NEYRA PÉREZ: RETORNO A ROEBIRI
Bufeo: Amazonía + Arte | Curaduría
El arte de Neyra Pérez contiene un diseño visible y otro invisible: uno que se revela y otro que se oculta como fondo. Los trazos oscuros definen su forma y su curso en relación con su contrario, que es la tela cruda. Esta dualidad no es únicamente formal; remite a la que se manifiesta entre la realidad y el sueño, la historia y el mito, el presente y la memoria. Ese encuentro produce una vibración que abre una nueva dimensión sobre la superficie pictórica a través del encuentro de complementarios simétricos, así como el uso de líneas zigzagueantes. Este fenómeno óptico activa un estado de alteración de la consciencia -mareación-, y es Neyra quien logra este efecto con particular maestría en el arte Iskonawa.
El Cono, o Roebiri en iskonawa, es un cerro o montaña ubicado cerca de la cordillera amazónica Sierra del Divisor. Roebiri fue el territorio de los antepasados iskonawas, cuya prominente topografía inspiró los antiguos diseños. Hacia fines de la década de 1950, luego de asentarse alrededor de Roebiri, fueron desplazados por los misioneros y el ejército, siendo aproximados al territorio shipibo-konibo. El contacto entre ambos grupos dio lugar a un proceso de asimilación cultural que implicó la pérdida parcial de prácticas y saberes propios iskonawas.
No fue sino hasta 2018 que estos diseños comenzaron a recuperarse, desde el trabajo liderado por la antropóloga Carolina Rodríguez junto a un grupo de mujeres iskonawa —entre ellas Neyra Pérez—, en paralelo a otras iniciativas de revitalización cultural, especialmente desde la lengua iskonawa.






El diseño roebiri puede considerarse parte de la tradición de los pueblos pano, conocida como kené.
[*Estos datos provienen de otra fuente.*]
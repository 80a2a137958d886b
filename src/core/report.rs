//! Rhythm report builder.
//!
//! Merges the activity curve, the fitted sleep schedule and the sentiment
//! comparison into the JSON report consumed by the presentation layer. Field
//! names follow the existing consumer contract (`wakeUpTime`, `hoursSlept`,
//! ...), so several are renamed explicitly.

use crate::core::sentiment::SentimentStats;
use crate::core::sleep::SleepStats;
use crate::core::smoothing::ActivityCurve;
use chrono::Utc;
use serde::{Deserialize, Serialize};
use uuid::Uuid;

/// The name of this producer.
pub const PRODUCER_NAME: &str = "synheart-rhythm-agent";

/// Report metadata.
#[derive(Debug, Clone, Serialize, Deserialize)]
pub struct ReportMeta {
    /// Unique report identifier
    pub report_id: String,
    /// Name of the producing software
    pub producer: String,
    /// Version of the producing software
    pub version: String,
    /// When this report was computed (RFC3339)
    pub computed_at_utc: String,
    /// Number of events in the batch
    pub event_count: usize,
    /// Offset used to localize the batch
    #[serde(skip_serializing_if = "Option::is_none")]
    pub utc_offset_hours: Option<i32>,
}

/// Sentiment block of the report.
#[derive(Debug, Clone, Serialize, Deserialize)]
pub struct ReportSentiment {
    pub num_tweets: u64,
    pub positive: f64,
    pub negative: f64,
    pub positive_relative: f64,
    pub negative_relative: f64,
    pub pos_relative_str: String,
    pub neg_relative_str: String,
}

impl From<&SentimentStats> for ReportSentiment {
    fn from(stats: &SentimentStats) -> Self {
        Self {
            num_tweets: stats.num_tweets,
            positive: stats.positive,
            negative: stats.negative,
            positive_relative: stats.positive_relative,
            negative_relative: stats.negative_relative,
            pos_relative_str: stats.pos_relative_str.clone(),
            neg_relative_str: stats.neg_relative_str.clone(),
        }
    }
}

/// Complete per-batch report.
#[derive(Debug, Clone, Serialize, Deserialize)]
pub struct Report {
    pub well_rested: bool,
    /// Deviation from baseline sleep in percent, unsigned, two decimals
    pub rest_percentage: String,
    /// `(timestep_minutes, density)` for all 288 timesteps
    pub probs: Vec<(u32, f64)>,
    #[serde(rename = "hoursSlept")]
    pub hours_slept: String,
    #[serde(rename = "wakeUpTime")]
    pub wake_up_time: u32,
    #[serde(rename = "bedTime")]
    pub bed_time: u32,
    #[serde(rename = "wakeUpTime_str")]
    pub wake_up_time_str: String,
    #[serde(rename = "bedTime_str")]
    pub bed_time_str: String,
    /// Fit confidence in percent, two decimals
    #[serde(rename = "sleepCoefficient")]
    pub sleep_coefficient: String,
    pub sentiment: ReportSentiment,
    #[serde(skip_serializing_if = "Option::is_none")]
    pub meta: Option<ReportMeta>,
}

/// Builder for reports.
pub struct ReportBuilder {
    instance_id: Uuid,
    include_meta: bool,
}

impl ReportBuilder {
    /// Create a new builder with a unique instance ID.
    pub fn new() -> Self {
        Self {
            instance_id: Uuid::new_v4(),
            include_meta: true,
        }
    }

    /// Omit the `meta` block from built reports.
    pub fn without_meta(mut self) -> Self {
        self.include_meta = false;
        self
    }

    /// Get the instance ID.
    pub fn instance_id(&self) -> Uuid {
        self.instance_id
    }

    /// Build a report from the per-batch results.
    pub fn build(
        &self,
        curve: &ActivityCurve,
        sleep: &SleepStats,
        sentiment: &SentimentStats,
        event_count: usize,
        utc_offset_hours: Option<i32>,
    ) -> Report {
        let meta = self.include_meta.then(|| ReportMeta {
            report_id: format!("r_{}_{}", self.instance_id.simple(), Uuid::new_v4().simple()),
            producer: PRODUCER_NAME.to_string(),
            version: env!("CARGO_PKG_VERSION").to_string(),
            computed_at_utc: Utc::now().to_rfc3339(),
            event_count,
            utc_offset_hours,
        });

        Report {
            well_rested: sleep.well_rested,
            rest_percentage: sleep.rest_percentage_str(),
            probs: curve.points(),
            hours_slept: sleep.hours_slept_str(),
            wake_up_time: sleep.wake_minute,
            bed_time: sleep.bed_minute,
            wake_up_time_str: sleep.wake_str(),
            bed_time_str: sleep.bed_str(),
            sleep_coefficient: sleep.coefficient_str(),
            sentiment: ReportSentiment::from(sentiment),
            meta,
        }
    }

    /// Build and serialize a report to JSON.
    pub fn build_json(
        &self,
        curve: &ActivityCurve,
        sleep: &SleepStats,
        sentiment: &SentimentStats,
        event_count: usize,
        utc_offset_hours: Option<i32>,
    ) -> String {
        let report = self.build(curve, sleep, sentiment, event_count, utc_offset_hours);
        serde_json::to_string_pretty(&report).unwrap_or_else(|_| "{}".to_string())
    }
}

impl Default for ReportBuilder {
    fn default() -> Self {
        Self::new()
    }
}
Neyra lo transforma mediante la expansión de sus formatos y la diversificación de sus composiciones.
El kené roebiri de Neyra emerge del encuentro entre su destreza y los elementos de la naturaleza. La artista extrae la yakuchapana, una resina vegetal que utiliza como pigmento sobre la tela cruda. Al concluir los diseños, cubre la superficie con barro virgen tomado de las profundidades de la cocha (laguna), y luego se expone al sol. La acción de los rayos UV activa la fotofijación que opera de manera selectiva, ennegreciendo únicamente las zonas pintadas con la resina. Finalmente, la tela es lavada con la fuerza del río.
Esta exposición se presenta como un manifiesto de identidad recuperada y, al mismo tiempo, como una búsqueda simbólica de pertenencia a un territorio del que fueron desplazados. Neyra Pérez nos invita a acompañarla en este retorno a Roebiri.
La exposición se presenta en el Centro Cultural Ricardo Palma (Av. José Larco 770, Lima) de la Municipalidad de Miraflores hasta el 9 de mayo de 2026.